Charles III et les défis de la monarchie britannique  

Le samedi 6 mai, huit mois après la mort d’Elizabeth II, Charles III a été couronné roi du Royaume-Uni lors d’une cérémonie solennelle à l’abbaye de Westminster. L’événement a été suivi par plus de 18 millions de téléspectateurs britanniques et 9 millions de Français. Retour sur cette journée historique, avec Patricia Connell, conseillère des Français de Londres et élue AFE.  

Le couronnement de Charles III intervient 70 ans après celui de la reine Elizabeth II. Y-a-t-il eu des différences notables entre les deux cérémonies ? 

Il y a eu, en effet, des différences notables à la fois sur le fond et la forme. Pour la première fois, la cérémonie a été retransmise en couleur, non pas en noir et blanc comme celle de 1953. Il s’agissait également d’un double couronnement, celui d’un roi et de sa reine consort. Elizabeth II avait été couronnée seule, le titre de “roi consort” n’existant pas pour l’époux d’une reine.  
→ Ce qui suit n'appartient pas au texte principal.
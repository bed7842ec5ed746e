use std::{
    path::{Path, PathBuf},
    sync::Arc,
};

use anyhow::{Context, Result};
use clap::{Parser, Subcommand};
use colored::Colorize;
use lynn::{
    config::{load_config, Settings},
    executor::{print_error, HttpExecutor},
    session::Session,
    shell::{report_flow, report_outcome, run_shell},
};
use tracing_subscriber::{layer::SubscriberExt, util::SubscriberInitExt};

#[derive(Parser, Debug)]
#[command(
    name = "lynn",
    version,
    about = "Run declarative HTTP requests, capture values and chain them into flows",
    disable_help_subcommand = true
)]
struct Cli {
    /// Directory or file containing lynn.json
    #[arg(short, long, global = true)]
    config: Option<PathBuf>,

    /// Folder holding requests, environment, flows and logs
    #[arg(short = 'w', long, global = true)]
    working_folder: Option<PathBuf>,

    /// Project folder inside the working folder
    #[arg(short, long, global = true)]
    project: Option<String>,

    /// Comma separated environment names to load
    #[arg(short, long, global = true)]
    env: Option<String>,

    /// Save every response under the log folder
    #[arg(long, global = true)]
    auto_save: bool,

    /// Verbose logs
    #[arg(short, long, global = true)]
    verbose: bool,

    #[command(subcommand)]
    command: Option<Commands>,
}

#[derive(Subcommand, Debug)]
enum Commands {
    /// Execute a single request
    Request { name: String },
    /// Execute a request once per element of an environment array
    ForEach { variable: String, request: String },
    /// Execute a request for every pair of environment files
    Matrix {
        request: String,
        xaxis: String,
        yaxis: String,
    },
    /// Run a flow file
    Flow { name: String },
    /// List the available requests
    Requests,
    /// Start the interactive shell
    Shell,
}

#[tokio::main]
async fn main() {
    if let Err(err) = run().await {
        print_error(format!("{:#}", err));
        std::process::exit(1);
    }
}

async fn run() -> Result<()> {
    let cli = Cli::parse();
    init_tracing(cli.verbose);

    let settings = resolve_settings(&cli)?;
    let executor = Arc::new(HttpExecutor::new(settings.timeout)?);
    let mut session = Session::initialize(&settings, executor)?;

    match cli.command.unwrap_or(Commands::Shell) {
        Commands::Request { name } => report_outcome(&session.run_request(&name).await?),
        Commands::ForEach { variable, request } => {
            for outcome in session.for_each(&variable, &request).await? {
                report_outcome(&outcome);
            }
        }
        Commands::Matrix {
            request,
            xaxis,
            yaxis,
        } => {
            for outcome in session.matrix(&request, &xaxis, &yaxis).await? {
                report_outcome(&outcome);
            }
        }
        Commands::Flow { name } => report_flow(&session.run_flow(&name).await?),
        Commands::Requests => {
            for (name, summary) in session.requests() {
                println!("{} - {}", name.yellow(), summary.unwrap_or_default());
            }
        }
        Commands::Shell => run_shell(&mut session).await?,
    }

    Ok(())
}

fn init_tracing(verbose: bool) {
    let filter = if verbose { "info" } else { "warn" };
    tracing_subscriber::registry()
        .with(tracing_subscriber::EnvFilter::new(
            std::env::var("LYNN_LOG").unwrap_or_else(|_| filter.into()),
        ))
        .with(tracing_subscriber::fmt::layer().with_writer(std::io::stderr))
        .init();
}

/// Defaults, then lynn.json, then command line flags.
fn resolve_settings(cli: &Cli) -> Result<Settings> {
    let cwd = std::env::current_dir().context("resolving current directory")?;
    let config_target = cli
        .config
        .as_ref()
        .map(|path| resolve_relative(&cwd, path))
        .unwrap_or_else(|| cwd.clone());
    let loaded = load_config(&config_target).context("loading configuration")?;

    let mut settings = Settings::new(default_working_folder());
    if let Some(loaded) = &loaded {
        settings = settings.apply(&loaded.config);
    }

    if let Some(folder) = &cli.working_folder {
        settings.working_folder = resolve_relative(&cwd, folder);
    }
    if cli.project.is_some() {
        settings.project = cli.project.clone();
    }
    if cli.env.is_some() {
        settings.environment = cli.env.clone();
    }
    if cli.auto_save {
        settings.auto_save = true;
    }
    Ok(settings)
}

fn default_working_folder() -> PathBuf {
    dirs::home_dir()
        .map(|home| home.join(".lynn"))
        .unwrap_or_else(|| PathBuf::from(".lynn"))
}

fn resolve_relative(base: &Path, path: &Path) -> PathBuf {
    if path.is_absolute() {
        path.to_path_buf()
    } else {
        base.join(path)
    }
}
Le roi Charles et le Prince William ont tout particulièrement tenu à ce que la cérémonie soit très inclusive, reflétant à la fois la diversité et la mixité du Royaume-Uni et plus globalement du Commonwealth.
Ainsi, c’est la première fois qu’une femme évêque de l’Église anglicane, Sarah Mullaly, participe à un couronnement. De son côté, Penny Mordaunt, Leader of the House and Lord Président du Conseil, est également la première femme à avoir porté l’épée d’État à cette occasion. Une épée de 3.6 kg qu’elle a tenue pendant près d’une heure !
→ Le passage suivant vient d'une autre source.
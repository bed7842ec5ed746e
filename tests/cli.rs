use assert_cmd::prelude::*;
use assert_fs::prelude::*;
use httpmock::prelude::*;
use predicates::prelude::*;
use std::process::Command;

fn cargo_bin() -> Command {
    let mut cmd = Command::cargo_bin("lynn").expect("binary exists");
    cmd.env("NO_COLOR", "1").env_remove("LYNN_LOG");
    cmd
}

#[test]
fn displays_help() {
    let mut cmd = cargo_bin();
    cmd.arg("--help");
    cmd.assert()
        .success()
        .stdout(predicate::str::contains("Run declarative HTTP requests"));
}

#[test]
fn displays_version() {
    let mut cmd = cargo_bin();
    cmd.arg("--version");
    cmd.assert()
        .success()
        .stdout(predicate::str::contains(env!("CARGO_PKG_VERSION")));
}

#[test]
fn errors_when_request_missing() {
    let temp = assert_fs::TempDir::new().unwrap();
    let mut cmd = cargo_bin();
    cmd.current_dir(temp.path())
        .arg("--working-folder")
        .arg(temp.path())
        .arg("request")
        .arg("missing");
    cmd.assert()
        .failure()
        .stderr(predicate::str::contains("Request missing not found"));
}

#[test]
fn executes_a_request_and_saves_the_response() {
    let temp = assert_fs::TempDir::new().unwrap();
    let server = MockServer::start();
    let mock = server.mock(|when, then| {
        when.method(GET)
            .path("/pets/7")
            .header("x-trace", "cli");
        then.status(200)
            .header("content-type", "application/json")
            .body("{\"id\":7}");
    });

    temp.child("environment/local.json")
        .write_str(&format!(
            r#"{{"HOST": "{}", "PORT": {}, "PROTOCOL": "http:", "petId": 7}}"#,
            server.host(),
            server.port()
        ))
        .unwrap();
    temp.child("requests/pets.yaml")
        .write_str(
            r#"
servers:
  - url: https://petstore.example.com
paths:
  /pets/{petId}:
    get:
      operationId: showPet
      parameters:
        - name: X-Trace
          in: header
          schema:
            default: cli
"#,
        )
        .unwrap();

    let mut cmd = cargo_bin();
    cmd.current_dir(temp.path())
        .arg("--working-folder")
        .arg(temp.path())
        .arg("--env")
        .arg("local")
        .arg("--auto-save")
        .arg("request")
        .arg("showPet");

    cmd.assert()
        .success()
        .stdout(predicate::str::contains("showPet [200]"));

    mock.assert();
    temp.child("log/showPet").assert(predicate::path::is_dir());
}

#[test]
fn lists_requests() {
    let temp = assert_fs::TempDir::new().unwrap();
    temp.child("requests/login.json")
        .write_str(r#"{"requestId": "login", "summary": "Log in"}"#)
        .unwrap();

    let mut cmd = cargo_bin();
    cmd.arg("--working-folder").arg(temp.path()).arg("requests");

    cmd.assert()
        .success()
        .stdout(predicate::str::contains("login - Log in"));
}

#[test]
fn shell_reads_commands_from_stdin() {
    let temp = assert_fs::TempDir::new().unwrap();

    let mut cmd = assert_cmd::Command::from_std(cargo_bin());
    cmd.arg("--working-folder")
        .arg(temp.path())
        .write_stdin("set greeting hello\nenvironment\nquit\n");

    cmd.assert()
        .success()
        .stdout(predicate::str::contains("greeting: hello"));
}
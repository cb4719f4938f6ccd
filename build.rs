// Copyright 2025
// SPDX-License-Identifier: GPL-3.0-or-later

use {
    clap::CommandFactory,
    clap_complete::{Generator, Shell},
    std::{fs, io, path::Path},
};

include!("src/cli.rs");

fn write_completions_file<G: Generator>(generator: G, bin_name: &str, cmd: &mut clap::Command, out_dir: &Path) -> io::Result<()> {
    fs::create_dir_all(out_dir)?;
    clap_complete::generate_to(generator, cmd, bin_name, out_dir).expect("clap complete generation failed");
    Ok(())
}

fn build_completion_scripts(bin_name: &str, cmd: &mut clap::Command, out_dir: &Path) -> io::Result<()> {
    write_completions_file(Shell::Bash, bin_name, cmd, &out_dir.join("bash-completion").join("completions"))?;
    write_completions_file(Shell::Fish, bin_name, cmd, &out_dir.join("fish").join("vendor-completions"))?;
    write_completions_file(Shell::Zsh, bin_name, cmd, &out_dir.join("zsh").join("site-functions"))?;
    Ok(())
}

fn build_man_page(cmd: clap::Command, out_dir: &Path) -> io::Result<()> {
    let out_dir = out_dir.join("man").join("man1");
    fs::create_dir_all(&out_dir)?;
    clap_mangen::generate_to(cmd, out_dir)
}

fn main() -> io::Result<()> {
    // use PKGBUILD_OUT_DIR to better control output directory when packaging snapshot-mirror
    let out_dir = if let Some(out_dir) = std::env::var_os("PKGBUILD_OUT_DIR") {
        out_dir
    } else {
        std::env::var_os("OUT_DIR").ok_or(io::ErrorKind::NotFound)?
    };
    let out_dir = PathBuf::from(out_dir);

    build_completion_scripts("snapshot-ingest", &mut IngestOptions::command(), &out_dir)?;
    build_man_page(IngestOptions::command(), &out_dir)?;

    build_completion_scripts("snapshot-serve", &mut ServeOptions::command(), &out_dir)?;
    build_man_page(ServeOptions::command(), &out_dir)
}
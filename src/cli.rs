// Copyright 2025
// SPDX-License-Identifier: GPL-3.0-or-later

//! # Command line options for `snapshot-ingest` and `snapshot-serve`

use std::{net::SocketAddr, path::PathBuf, str::FromStr};

use clap::Parser;
use snapshot_model::timestamp::Timestamp;

/// A single `--timestamp` argument: either a literal timestamp or a
/// `lo:hi` range, with either side optionally empty.
#[derive(Debug, Clone, PartialEq, Eq)]
pub enum TimestampSelector {
    /// A single, fully-specified timestamp.
    Exact(Timestamp),
    /// A half-open-or-closed range `lo:hi`; `None` means unbounded.
    Range {
        /// Inclusive lower bound, if given.
        lo: Option<Timestamp>,
        /// Inclusive upper bound, if given.
        hi: Option<Timestamp>,
    },
}

/// Invalid `--timestamp` argument.
#[derive(Debug, Clone, Copy, thiserror::Error)]
#[error("invalid --timestamp argument, expected YYYYMMDDThhmmssZ or lo:hi")]
pub struct InvalidTimestampSelector;

impl FromStr for TimestampSelector {
    type Err = InvalidTimestampSelector;

    fn from_str(s: &str) -> Result<Self, Self::Err> {
        if let Some((lo, hi)) = s.split_once(':') {
            let lo = if lo.is_empty() {
                None
            } else {
                Some(Timestamp::try_from(lo).map_err(|_| InvalidTimestampSelector)?)
            };
            let hi = if hi.is_empty() {
                None
            } else {
                Some(Timestamp::try_from(hi).map_err(|_| InvalidTimestampSelector)?)
            };
            Ok(Self::Range { lo, hi })
        } else {
            Ok(Self::Exact(
                Timestamp::try_from(s).map_err(|_| InvalidTimestampSelector)?,
            ))
        }
    }
}

/// Options shared by both binaries: where the replica lives and how to talk
/// to it.
#[derive(Debug, Parser)]
pub struct StoreOptions {
    /// Local replica root directory
    ///
    /// Falls back to `SNAPSHOT_ROOT` if not given.
    #[clap(long)]
    pub root: Option<PathBuf>,
    /// Upstream snapshot service root
    ///
    /// Falls back to `SNAPSHOT_UPSTREAM`, then to the public snapshot.debian.org service.
    #[clap(long)]
    pub upstream: Option<String>,
    /// Provenance database location
    ///
    /// A filesystem path to the SQLite database (or `:memory:`). Falls back
    /// to `SNAPSHOT_DB_URL`, then to `{root}/snapshot.sqlite3`.
    #[clap(long)]
    pub db_url: Option<String>,
}

/// `snapshot-ingest` command-line options.
#[derive(Debug, Parser)]
#[command(version, about = "Mirror a Debian snapshot archive and record its provenance")]
pub struct IngestOptions {
    #[clap(flatten)]
    pub store: StoreOptions,
    #[clap(flatten)]
    pub verbose: clap_verbosity_flag::Verbosity,
    /// Print debug-level diagnostics in addition to `--verbose`
    #[clap(long)]
    pub debug: bool,
    /// Archive to ingest (repeatable)
    #[clap(long, default_value = "debian")]
    pub archive: Vec<String>,
    /// Suite to ingest (repeatable)
    #[clap(long, default_value = "unstable")]
    pub suite: Vec<String>,
    /// Component to ingest (repeatable)
    #[clap(long, default_value = "main")]
    pub component: Vec<String>,
    /// Architecture to ingest (repeatable); defaults to the release architectures
    #[clap(long)]
    pub arch: Vec<String>,
    /// Timestamp or `lo:hi` range to ingest (repeatable)
    #[clap(long, required = true)]
    pub timestamp: Vec<TimestampSelector>,
    /// Re-hash on-disk files against the DB, report drifts, do not download or write DB
    #[clap(long)]
    pub check_only: bool,
    /// Download and provision the DB (the default behaviour)
    #[clap(long)]
    pub provision_db: bool,
    /// Skip download, re-parse indices already on disk, (re)run DB upserts
    #[clap(long)]
    pub provision_db_only: bool,
    /// Re-download and re-provision even tuples already marked as provisioned
    #[clap(long)]
    pub ignore_provisioned: bool,
    /// Do not delete `.part` files left behind by aborted downloads
    #[clap(long)]
    pub no_clean_part_file: bool,
    /// Skip the `installer-{arch}/current/images` tree
    #[clap(long)]
    pub skip_installer_files: bool,
    /// Width of the concurrent download pool
    #[clap(long, default_value_t = 8)]
    pub jobs: usize,
}

/// `snapshot-serve` command-line options.
#[derive(Debug, Parser)]
#[command(version, about = "Serve provenance queries over a Debian snapshot archive replica")]
pub struct ServeOptions {
    #[clap(flatten)]
    pub store: StoreOptions,
    #[clap(flatten)]
    pub verbose: clap_verbosity_flag::Verbosity,
    /// Address to listen on
    #[clap(long, default_value = "127.0.0.1:8080")]
    pub listen: SocketAddr,
}

#[cfg(test)]
mod test {
    use super::*;

    #[test]
    fn parses_exact_timestamp() {
        let sel: TimestampSelector = "20210221T150011Z".parse().unwrap();
        assert_eq!(
            sel,
            TimestampSelector::Exact(Timestamp::try_from("20210221T150011Z").unwrap())
        );
    }

    #[test]
    fn parses_open_ranges() {
        let sel: TimestampSelector = ":20210221T150011Z".parse().unwrap();
        assert_eq!(
            sel,
            TimestampSelector::Range {
                lo: None,
                hi: Some(Timestamp::try_from("20210221T150011Z").unwrap())
            }
        );
        let sel: TimestampSelector = "20210221T150011Z:".parse().unwrap();
        assert_eq!(
            sel,
            TimestampSelector::Range {
                lo: Some(Timestamp::try_from("20210221T150011Z").unwrap()),
                hi: None
            }
        );
    }

    #[test]
    fn rejects_garbage() {
        assert!("not-a-timestamp".parse::<TimestampSelector>().is_err());
    }
}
Autre première, tous les cultes étaient représentés : hindouisme, bouddhisme, sikhisme, judaïsme, islam, catholicisme. Tous ont joué un rôle actif pendant la cérémonie. À noter que le Palais a pris des mesures hors du commun pour accommoder ses hôtes. À titre d’exemple, le rabbin orthodoxe et son épouse ont été invités à passer la nuit à St James’s Palace afin de ne pas avoir à emprunter une voiture un jour de shabbat. 

De même, les quatre langues du Royaume-Uni ont été intégrées : l’anglais bien sûr, le gallois et les gaéliques irlandais et écossais. Enfin, pour la première fois, un monarque a fait une prière à voix haute durant son couronnement.  

Les images de l’abbaye donnaient l’impression d’un spectacle cinématographique digne d’Hollywood : tout était presque trop propre, trop bien organisé, trop beau. Un film hollywoodien réalisé en une seule prise !  

Quels sont les principaux défis que Charles III va devoir relever pour préserver l’héritage de sa mère, Elisabeth II, et la popularité de la monarchie anglaise ? 

En 1953, quand Elizabeth II monte sur le trône, le royaume est bien différent. La guerre n’est finie que depuis 8 ans, les coupons de rationnement sont encore en circulation et le roi son père a sans aucun doute sauvé la monarchie en prenant la place de son frère, Edouard VIII qui avait abdiqué en décembre 1936 pour épouser Wallis Simpson. 

Cette fois, Charles arrive à un moment où la monarchie est une fois de plus questionnée. Un nombre de scandales ont marqué ces dernières années : le Prince Andrew, Harry et Meghan, la princesse Diana… Beaucoup se demandent si la monarchie est toujours pertinente dans un monde moderne. Le monde a bien changé. D’ailleurs, de nombreux chanteurs britanniques et australiens ont refusé de paraître lors du concert donné le dimanche, au lendemain du couronnement, alors qu’ils avaient accepté d’être au jubilé de la Reine Elizabeth II. 

Des centaines de personnes ont manifesté à Londres et dans d’autres villes du pays contre la cérémonie du couronnement et la monarchie anglaise. Quelles sont les raisons qui poussent une partie de la population à contester ces symboles de l’identité britannique ? 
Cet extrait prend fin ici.